• [Task prompt]:
Every single entry must be restated word for word.

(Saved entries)
_____

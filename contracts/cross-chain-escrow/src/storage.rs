use soroban_sdk::Env;

use crate::errors::ContractError;
use crate::types::{ConsensusState, DataKey, EscrowConfig, EscrowRecord, ListingKey};

pub fn has_config(env: &Env) -> bool {
    env.storage().instance().has(&DataKey::Config)
}

pub fn config(env: &Env) -> Result<EscrowConfig, ContractError> {
    env.storage()
        .instance()
        .get(&DataKey::Config)
        .ok_or(ContractError::NotInitialized)
}

pub fn set_config(env: &Env, config: &EscrowConfig) {
    env.storage().instance().set(&DataKey::Config, config);
}

/// Hand out the next escrow id. Only called once every precondition of a
/// create has passed, so rejected requests never consume an id.
pub fn take_next_id(env: &Env) -> Result<u64, ContractError> {
    let id = id_ceiling(env);
    let next = id.checked_add(1).ok_or(ContractError::MathOverflow)?;
    env.storage().instance().set(&DataKey::NextId, &next);
    Ok(id)
}

pub fn set_next_id(env: &Env, id: u64) {
    env.storage().instance().set(&DataKey::NextId, &id);
}

// ---------------------------------------------------------------------------
// Escrow records and consensus state
// ---------------------------------------------------------------------------

pub fn find_escrow(env: &Env, escrow_id: u64) -> Option<EscrowRecord> {
    env.storage().persistent().get(&DataKey::Escrow(escrow_id))
}

pub fn escrow(env: &Env, escrow_id: u64) -> Result<EscrowRecord, ContractError> {
    find_escrow(env, escrow_id).ok_or(ContractError::EscrowNotFound)
}

pub fn save_escrow(env: &Env, record: &EscrowRecord) {
    env.storage()
        .persistent()
        .set(&DataKey::Escrow(record.id), record);
}

pub fn find_consensus(env: &Env, escrow_id: u64) -> Option<ConsensusState> {
    env.storage().persistent().get(&DataKey::Consensus(escrow_id))
}

pub fn consensus(env: &Env, escrow_id: u64) -> Result<ConsensusState, ContractError> {
    find_consensus(env, escrow_id).ok_or(ContractError::EscrowNotFound)
}

pub fn save_consensus(env: &Env, escrow_id: u64, state: &ConsensusState) {
    env.storage()
        .persistent()
        .set(&DataKey::Consensus(escrow_id), state);
}

pub fn listing_escrow(env: &Env, listing: &ListingKey) -> Option<u64> {
    env.storage()
        .persistent()
        .get(&DataKey::ListingEscrow(listing.clone()))
}

pub fn set_listing_escrow(env: &Env, listing: &ListingKey, escrow_id: u64) {
    env.storage()
        .persistent()
        .set(&DataKey::ListingEscrow(listing.clone()), &escrow_id);
}

// ---------------------------------------------------------------------------
// Pending index
// ---------------------------------------------------------------------------

/// Escrow ids are handed out from 1 up to, but excluding, this id.
pub fn id_ceiling(env: &Env) -> u64 {
    env.storage()
        .instance()
        .get(&DataKey::NextId)
        .unwrap_or(1)
}

pub fn is_pending(env: &Env, escrow_id: u64) -> bool {
    env.storage().persistent().has(&DataKey::Pending(escrow_id))
}

pub fn pending_count(env: &Env) -> u32 {
    env.storage()
        .instance()
        .get(&DataKey::PendingCount)
        .unwrap_or(0)
}

pub fn add_pending(env: &Env, escrow_id: u64) {
    env.storage()
        .persistent()
        .set(&DataKey::Pending(escrow_id), &true);
    env.storage()
        .instance()
        .set(&DataKey::PendingCount, &(pending_count(env) + 1));
}

pub fn remove_pending(env: &Env, escrow_id: u64) {
    if !is_pending(env, escrow_id) {
        return;
    }
    env.storage()
        .persistent()
        .remove(&DataKey::Pending(escrow_id));
    env.storage()
        .instance()
        .set(&DataKey::PendingCount, &pending_count(env).saturating_sub(1));
}

/// Lowest id that may still be pending, moved past settled escrows by at
/// most `max_steps` ids per call.
pub fn advance_sweep_floor(env: &Env, max_steps: u32) -> u64 {
    let ceiling = id_ceiling(env);
    let mut floor: u64 = env
        .storage()
        .instance()
        .get(&DataKey::SweepFloor)
        .unwrap_or(1);

    let mut steps = 0;
    while floor < ceiling && steps < max_steps && !is_pending(env, floor) {
        floor += 1;
        steps += 1;
    }

    env.storage().instance().set(&DataKey::SweepFloor, &floor);
    floor
}

pub fn sweep_next(env: &Env) -> u64 {
    env.storage()
        .instance()
        .get(&DataKey::SweepNext)
        .unwrap_or(1)
}

pub fn set_sweep_next(env: &Env, escrow_id: u64) {
    env.storage().instance().set(&DataKey::SweepNext, &escrow_id);
}

// ---------------------------------------------------------------------------
// Retained buyer-side fees
// ---------------------------------------------------------------------------

pub fn retained(env: &Env) -> i128 {
    env.storage()
        .instance()
        .get(&DataKey::Retained)
        .unwrap_or(0)
}

pub fn set_retained(env: &Env, amount: i128) {
    env.storage().instance().set(&DataKey::Retained, &amount);
}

_____

• [Result of the task]:
filename contracts/cross-chain-escrow/src/storage.rs
use soroban_sdk::Env;

use crate::errors::ContractError;
use crate::types::{ConsensusState, DataKey, EscrowConfig, EscrowRecord, ListingKey};

pub fn has_config(env: &Env) -> bool {
    env.storage().instance().has(&DataKey::Config)
}

pub fn config(env: &Env) -> Result<EscrowConfig, ContractError> {
    env.storage()
        .instance()
        .get(&DataKey::Config)
        .ok_or(ContractError::NotInitialized)
}

pub fn set_config(env: &Env, config: &EscrowConfig) {
    env.storage().instance().set(&DataKey::Config, config);
}

/// Hand out the next escrow id. Only called once every precondition of a
/// create has passed, so rejected requests never consume an id.
pub fn take_next_id(env: &Env) -> Result<u64, ContractError> {
    let id = id_ceiling(env);
    let next = id.checked_add(1).ok_or(ContractError::MathOverflow)?;
    env.storage().instance().set(&DataKey::NextId, &next);
    Ok(id)
}

pub fn set_next_id(env: &Env, id: u64) {
    env.storage().instance().set(&DataKey::NextId, &id);
}

// ---------------------------------------------------------------------------
// Escrow records and consensus state
// ---------------------------------------------------------------------------

pub fn find_escrow(env: &Env, escrow_id: u64) -> Option<EscrowRecord> {
    env.storage().persistent().get(&DataKey::Escrow(escrow_id))
}

pub fn escrow(env: &Env, escrow_id: u64) -> Result<EscrowRecord, ContractError> {
    find_escrow(env, escrow_id).ok_or(ContractError::EscrowNotFound)
}

pub fn save_escrow(env: &Env, record: &EscrowRecord) {
    env.storage()
        .persistent()
        .set(&DataKey::Escrow(record.id), record);
}

pub fn find_consensus(env: &Env, escrow_id: u64) -> Option<ConsensusState> {
    env.storage().persistent().get(&DataKey::Consensus(escrow_id))
}

pub fn consensus(env: &Env, escrow_id: u64) -> Result<ConsensusState, ContractError> {
    find_consensus(env, escrow_id).ok_or(ContractError::EscrowNotFound)
}

pub fn save_consensus(env: &Env, escrow_id: u64, state: &ConsensusState) {
    env.storage()
        .persistent()
        .set(&DataKey::Consensus(escrow_id), state);
}

pub fn listing_escrow(env: &Env, listing: &ListingKey) -> Option<u64> {
    env.storage()
        .persistent()
        .get(&DataKey::ListingEscrow(listing.clone()))
}

pub fn set_listing_escrow(env: &Env, listing: &ListingKey, escrow_id: u64) {
    env.storage()
        .persistent()
        .set(&DataKey::ListingEscrow(listing.clone()), &escrow_id);
}

// ---------------------------------------------------------------------------
// Pending index
// ---------------------------------------------------------------------------

/// Escrow ids are handed out from 1 up to, but excluding, this id.
pub fn id_ceiling(env: &Env) -> u64 {
    env.storage()
        .instance()
        .get(&DataKey::NextId)
        .unwrap_or(1)
}

pub fn is_pending(env: &Env, escrow_id: u64) -> bool {
    env.storage().persistent().has(&DataKey::Pending(escrow_id))
}

pub fn pending_count(env: &Env) -> u32 {
    env.storage()
        .instance()
        .get(&DataKey::PendingCount)
        .unwrap_or(0)
}

pub fn add_pending(env: &Env, escrow_id: u64) {
    env.storage()
        .persistent()
        .set(&DataKey::Pending(escrow_id), &true);
    env.storage()
        .instance()
        .set(&DataKey::PendingCount, &(pending_count(env) + 1));
}

pub fn remove_pending(env: &Env, escrow_id: u64) {
    if !is_pending(env, escrow_id) {
        return;
    }
    env.storage()
        .persistent()
        .remove(&DataKey::Pending(escrow_id));
    env.storage()
        .instance()
        .set(&DataKey::PendingCount, &pending_count(env).saturating_sub(1));
}

/// Lowest id that may still be pending, moved past settled escrows by at
/// most `max_steps` ids per call.
pub fn advance_sweep_floor(env: &Env, max_steps: u32) -> u64 {
    let ceiling = id_ceiling(env);
    let mut floor: u64 = env
        .storage()
        .instance()
        .get(&DataKey::SweepFloor)
        .unwrap_or(1);

    let mut steps = 0;
    while floor < ceiling && steps < max_steps && !is_pending(env, floor) {
        floor += 1;
        steps += 1;
    }

    env.storage().instance().set(&DataKey::SweepFloor, &floor);
    floor
}

pub fn sweep_next(env: &Env) -> u64 {
    env.storage()
        .instance()
        .get(&DataKey::SweepNext)
        .unwrap_or(1)
}

pub fn set_sweep_next(env: &Env, escrow_id: u64) {
    env.storage().instance().set(&DataKey::SweepNext, &escrow_id);
}

// ---------------------------------------------------------------------------
// Retained buyer-side fees
// ---------------------------------------------------------------------------

pub fn retained(env: &Env) -> i128 {
    env.storage()
        .instance()
        .get(&DataKey::Retained)
        .unwrap_or(0)
}

pub fn set_retained(env: &Env, amount: i128) {
    env.storage().instance().set(&DataKey::Retained, &amount);
}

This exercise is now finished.